* Problem statement *
Below are the records. State how many of their lines hold the word "NoAuthProvider", and add nothing else.

* Supplied material *
//! HTTP authentication for tunnelled requests
//!
//! The agent can require callers of the public URL to authenticate before
//! anything is forwarded to the target server. Rejections are answered by
//! the agent itself with a ready-made [`ProxyResponse`], so the relay never
//! needs to know that authentication happened.
//!
//! ```ignore
//! use hooktunnel_http_auth::{AuthResult, HttpAuthConfig, HttpAuthenticator};
//!
//! let config = HttpAuthConfig::basic("user:password")?;
//! let authenticator = HttpAuthenticator::from_config(&config);
//!
//! match authenticator.authenticate(&request.headers) {
//!     AuthResult::Authenticated => { /* forward */ }
//!     AuthResult::Unauthorized(response) => { /* send back */ }
//! }
//! ```

mod basic;

pub use basic::BasicAuthProvider;

use hooktunnel_proto::ProxyResponse;
use thiserror::Error;

/// Authentication result
#[derive(Debug, Clone)]
pub enum AuthResult {
    /// Request may proceed (no auth required or valid credentials)
    Authenticated,
    /// Request was rejected; the response to send back instead
    Unauthorized(ProxyResponse),
}

#[derive(Error, Debug, Clone, PartialEq, Eq)]
pub enum AuthError {
    #[error("Invalid credentials format: expected user:password")]
    InvalidFormat,
}

/// Authentication settings for the agent
#[derive(Debug, Clone, Default, PartialEq, Eq)]
pub enum HttpAuthConfig {
    #[default]
    None,
    Basic { username: String, password: String },
}

impl HttpAuthConfig {
    /// Parse a `user:password` pair
    ///
    /// The password may itself contain colons; only the first one splits.
    pub fn basic(credentials: &str) -> Result<Self, AuthError> {
        let (username, password) = credentials
            .split_once(':')
            .ok_or(AuthError::InvalidFormat)?;
        if username.is_empty() {
            return Err(AuthError::InvalidFormat);
        }
        Ok(Self::Basic {
            username: username.to_string(),
            password: password.to_string(),
        })
    }
}

/// Trait for HTTP authentication providers
pub trait HttpAuthProvider: Send + Sync {
    /// Authenticate the request based on its headers
    fn authenticate(&self, headers: &[(String, String)]) -> AuthResult;

    /// Authentication type name, for logging
    fn auth_type(&self) -> &'static str;
}

/// Provider that lets every request through
pub struct NoAuthProvider;

impl HttpAuthProvider for NoAuthProvider {
    fn authenticate(&self, _headers: &[(String, String)]) -> AuthResult {
        AuthResult::Authenticated
    }

    fn auth_type(&self) -> &'static str {
        "none"
    }
}

/// Authenticator wrapping the configured provider
pub struct HttpAuthenticator {
    provider: Box<dyn HttpAuthProvider>,
}

impl HttpAuthenticator {
    pub fn from_config(config: &HttpAuthConfig) -> Self {
        let provider: Box<dyn HttpAuthProvider> = match config {
            HttpAuthConfig::None => Box::new(NoAuthProvider),
            HttpAuthConfig::Basic { username, password } => {
                Box::new(BasicAuthProvider::new(username.clone(), password.clone()))
            }
        };

        Self { provider }
    }

    pub fn with_provider(provider: Box<dyn HttpAuthProvider>) -> Self {
        Self { provider }
    }

    pub fn authenticate(&self, headers: &[(String, String)]) -> AuthResult {
        self.provider.authenticate(headers)
    }

    pub fn auth_type(&self) -> &'static str {
        self.provider.auth_type()
    }

    pub fn requires_auth(&self) -> bool {
        self.provider.auth_type() != "none"
    }
}

impl Default for HttpAuthenticator {
    fn default() -> Self {
        Self::from_config(&HttpAuthConfig::None)
    }
}

impl std::fmt::Debug for HttpAuthenticator {
    fn fmt(&self, f: &mut std::fmt::Formatter<'_>) -> std::fmt::Result {
        f.debug_struct("HttpAuthenticator")
            .field("auth_type", &self.auth_type())
            .finish()
    }
}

* Solution to the exercise *
3